In 1995 there was the original DragonBall. In ’98 the DragonBall EZ. And then in ’99 the DragonBall VZ.
Looking at the image above, knowledgeable Dragon Ball fans will notice the similarity between the fonts used in the early logos for the chips and the logos for Dragon Ball.
Palm was the world’s number 1 handheld maker, and Palm became the biggest purchaser of the DragonBall chip for its PalmPilot.
By 2001, CNET stated that these “processors are found in more than 75 percent of handheld computers.”
The DragonBall chip was so common that it was likely inside a device you used when you were younger. Or maybe you still have one in storage. Please tell me you’re not still using a PalmPilot!
Decline of the DragonBall Chip
However, with success comes competition.
Just like in the Dragon Ball story, a rival power appeared to threaten Motorola.
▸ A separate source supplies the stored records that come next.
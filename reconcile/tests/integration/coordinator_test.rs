use std::time::Duration;

use config::shared::WriteBatchConfig;
use reconcile::concurrency::BatchWriteCoordinator;
use reconcile::error::ErrorKind;
use reconcile::store::memory::MemoryStore;
use reconcile::store::{Mutation, SetOptions, WriteBatch, WriteOperation};
use reconcile::test_utils::records::document;
use reconcile::test_utils::store::{FaultType, FaultyStore};
use reconcile::types::DocumentKey;
use serde_json::json;
use telemetry::tracing::init_test_tracing;

fn set_operation(id: &str) -> WriteOperation {
    let key = DocumentKey::new("cards", id);
    let fields = document(json!({ "id": id }));

    Box::new(move |batch: &mut WriteBatch| {
        batch.set(key, fields, SetOptions::default());
    })
}

fn batch_ids(batch: &WriteBatch) -> Vec<String> {
    batch
        .mutations()
        .iter()
        .map(|mutation| match mutation {
            Mutation::Set { key, .. } | Mutation::Update { key, .. } => key.id.clone(),
        })
        .collect()
}

fn batch_config() -> WriteBatchConfig {
    WriteBatchConfig {
        max_batch_size: 3,
        pool_size: 1,
        max_concurrent_commits: 2,
        min_concurrent_commits: 1,
        flush_fan_out: 5,
        flush_chunk_pause_ms: 0,
        commit_timeout_ms: 30_000,
        max_retries: 3,
        base_retry_delay_ms: 1_000,
    }
}

#[tokio::test]
async fn seven_operations_are_committed_as_three_bounded_batches() {
    init_test_tracing();
    let store = MemoryStore::new();
    let mut coordinator = BatchWriteCoordinator::new(store.clone(), batch_config());

    for index in 0..7 {
        coordinator
            .submit(set_operation(&format!("card-{index}")))
            .await
            .unwrap();
    }
    let report = coordinator.flush().await.unwrap();

    let mut sizes: Vec<usize> = store
        .committed_batches()
        .await
        .iter()
        .map(WriteBatch::len)
        .collect();
    sizes.sort_unstable();

    assert_eq!(sizes, vec![1, 3, 3]);
    assert_eq!(report.batches_committed, 3);
    assert_eq!(report.operations_committed, 7);
    assert_eq!(store.documents("cards").await.len(), 7);
    assert_eq!(coordinator.pending_operations(), 0);
}

#[tokio::test]
async fn the_unit_filled_first_is_committed_first() {
    init_test_tracing();
    let store = MemoryStore::new();
    let config = WriteBatchConfig {
        max_batch_size: 2,
        pool_size: 2,
        max_concurrent_commits: 1,
        ..batch_config()
    };
    let mut coordinator = BatchWriteCoordinator::new(store.clone(), config);

    for id in ["a", "b", "c", "d", "e", "f", "g"] {
        coordinator.submit(set_operation(id)).await.unwrap();
    }
    coordinator.flush().await.unwrap();

    let batches: Vec<Vec<String>> = store.committed_batches().await.iter().map(batch_ids).collect();
    assert_eq!(
        batches,
        vec![
            vec!["a".to_string(), "b".to_string()],
            vec!["c".to_string(), "d".to_string()],
            vec!["e".to_string(), "f".to_string()],
            vec!["g".to_string()],
        ]
    );
}

#[tokio::test(start_paused = true)]
async fn flush_pauses_between_chunks() {
    init_test_tracing();
    let store = FaultyStore::wrap(MemoryStore::new()).with_commit_latency(Duration::from_millis(100));
    let config = WriteBatchConfig {
        max_batch_size: 1,
        pool_size: 4,
        max_concurrent_commits: 2,
        flush_fan_out: 2,
        flush_chunk_pause_ms: 500,
        ..batch_config()
    };
    let mut coordinator = BatchWriteCoordinator::new(store.clone(), config);

    for index in 0..4 {
        coordinator
            .submit(set_operation(&format!("card-{index}")))
            .await
            .unwrap();
    }
    let started = tokio::time::Instant::now();
    let report = coordinator.flush().await.unwrap();
    let elapsed = started.elapsed();

    // Two chunks of two commits, 100 ms each, with one pause in between.
    assert!(elapsed >= Duration::from_millis(700), "{elapsed:?}");
    assert!(elapsed < Duration::from_millis(800), "{elapsed:?}");
    assert_eq!(report.batches_committed, 4);
    assert_eq!(store.max_concurrent_commits(), 2);
}

#[tokio::test(start_paused = true)]
async fn commits_never_exceed_the_concurrency_ceiling() {
    init_test_tracing();
    let store = FaultyStore::wrap(MemoryStore::new()).with_commit_latency(Duration::from_millis(100));
    let config = WriteBatchConfig {
        max_batch_size: 1,
        ..batch_config()
    };
    let mut coordinator = BatchWriteCoordinator::new(store.clone(), config);

    for index in 0..5 {
        coordinator
            .submit(set_operation(&format!("card-{index}")))
            .await
            .unwrap();
        assert!(coordinator.in_flight() <= 2);
    }
    let report = coordinator.flush().await.unwrap();

    assert!(store.max_concurrent_commits() <= 2);
    assert_eq!(report.batches_committed, 5);
    assert_eq!(store.get_inner().documents("cards").await.len(), 5);
}

#[tokio::test(start_paused = true)]
async fn transient_failures_are_retried_after_exponential_backoff() {
    init_test_tracing();
    let store = FaultyStore::wrap(MemoryStore::new());
    store
        .fail_next_commits([FaultType::Unavailable, FaultType::Unavailable])
        .await;
    let mut coordinator = BatchWriteCoordinator::new(store.clone(), batch_config());

    let started = tokio::time::Instant::now();
    coordinator.submit(set_operation("card-1")).await.unwrap();
    let report = coordinator.flush().await.unwrap();
    let elapsed = started.elapsed();

    // Two backoff delays: 1000 ms then 2000 ms.
    assert!(elapsed >= Duration::from_millis(3_000), "{elapsed:?}");
    assert!(elapsed < Duration::from_millis(4_000), "{elapsed:?}");
    assert_eq!(store.commit_attempts(), 3);
    assert_eq!(report.commit_attempts, 3);
    assert_eq!(store.get_inner().committed_batches().await.len(), 1);
}

#[tokio::test]
async fn deadline_failures_halve_the_ceiling_and_commit_the_rest() {
    init_test_tracing();
    let store = FaultyStore::wrap(MemoryStore::new());
    store.fail_next_commits([FaultType::DeadlineExceeded]).await;
    let config = WriteBatchConfig {
        max_batch_size: 1,
        pool_size: 4,
        max_concurrent_commits: 4,
        flush_fan_out: 4,
        max_retries: 0,
        ..batch_config()
    };
    let mut coordinator = BatchWriteCoordinator::new(store.clone(), config);

    for index in 0..4 {
        coordinator
            .submit(set_operation(&format!("card-{index}")))
            .await
            .unwrap();
    }
    let report = coordinator.flush().await.unwrap();

    assert_eq!(report.throttle_events, 1);
    assert_eq!(report.concurrency_limit, 2);
    assert_eq!(report.batches_committed, 4);
    assert_eq!(store.commit_attempts(), 5);
    assert_eq!(coordinator.concurrency_limit(), 2);
    assert_eq!(store.get_inner().documents("cards").await.len(), 4);
}

#[tokio::test]
async fn deadline_failures_at_the_floor_are_returned_and_keep_the_unit() {
    init_test_tracing();
    let store = FaultyStore::wrap(MemoryStore::new());
    store
        .fail_next_commits([FaultType::DeadlineExceeded, FaultType::DeadlineExceeded])
        .await;
    let config = WriteBatchConfig {
        max_retries: 0,
        ..batch_config()
    };
    let mut coordinator = BatchWriteCoordinator::new(store.clone(), config);

    coordinator.submit(set_operation("card-1")).await.unwrap();
    let err = coordinator.flush().await.unwrap_err();

    assert_eq!(err.kind(), ErrorKind::StoreDeadlineExceeded);
    assert_eq!(coordinator.concurrency_limit(), 1);
    assert_eq!(coordinator.pending_operations(), 1);
    assert!(store.get_inner().documents("cards").await.is_empty());

    // The script is exhausted, so the kept unit commits on the next flush.
    coordinator.flush().await.unwrap();
    assert_eq!(store.get_inner().documents("cards").await.len(), 1);
}

#[tokio::test]
async fn fatal_failures_abort_the_flush_without_retry() {
    init_test_tracing();
    let store = FaultyStore::wrap(MemoryStore::new());
    store.fail_next_commits([FaultType::Fatal]).await;
    let mut coordinator = BatchWriteCoordinator::new(store.clone(), batch_config());

    coordinator.submit(set_operation("card-1")).await.unwrap();
    let err = coordinator.flush().await.unwrap_err();

    assert_eq!(err.kind(), ErrorKind::StoreCommitFailed);
    assert_eq!(store.commit_attempts(), 1);
    assert!(store.get_inner().committed_batches().await.is_empty());
}

#[tokio::test]
async fn fatal_background_failures_surface_from_submit() {
    init_test_tracing();
    let store = FaultyStore::wrap(MemoryStore::new());
    store.fail_next_commits([FaultType::Fatal]).await;
    let config = WriteBatchConfig {
        max_batch_size: 1,
        max_concurrent_commits: 1,
        ..batch_config()
    };
    let mut coordinator = BatchWriteCoordinator::new(store.clone(), config);

    coordinator.submit(set_operation("card-1")).await.unwrap();
    coordinator.submit(set_operation("card-2")).await.unwrap();
    let err = coordinator.submit(set_operation("card-3")).await.unwrap_err();

    assert_eq!(err.kind(), ErrorKind::StoreCommitFailed);
    // The failed unit is back in the pool next to the one holding `card-2`.
    assert_eq!(coordinator.pending_operations(), 2);
}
Other American chip manufacturers saw an opportunity to develop their own chips to compete with the DragonBall.
As it happened, Intel and Texas Instruments engineered chips using ARM (Advanced RISC Machine) technology that were faster than the DragonBall chip.
In response, in 2002, Motorola unveiled the DragonBall Super VZ successor chip and the DragonBall MX1, with their own ARM technology.
That’s right ‘DragonBall Super’ before there was Dragon Ball Super.
Despite Motorola’s best efforts, use of the DragonBall chips declined in popularity, and Intel and Texas Instruments increased their market share to the point where Motorola ended the DragonBall line in 2003.
Chip Conclusion
The DragonBall chip appeared during the peak of Dragon Ball’s popularity in Japan and Southeast Asia.
Motorola’s engineers trained hard and helped the chip reach new levels of power.
The chip ascended to the level where it was found in almost every device on Earth.
But the Dragon Ball chip peaked in the early-2000s and was replaced by superior technology. Such is the way of Moore’s Law, (that our chips will double in power every two years).
Even so, the DragonBall chip paved the way for the chips that we have inside of every smartphone manufactured today.
Without the DragonBall chip, these common devices wouldn’t be so common.
The DragonBall chip transformed the computing world.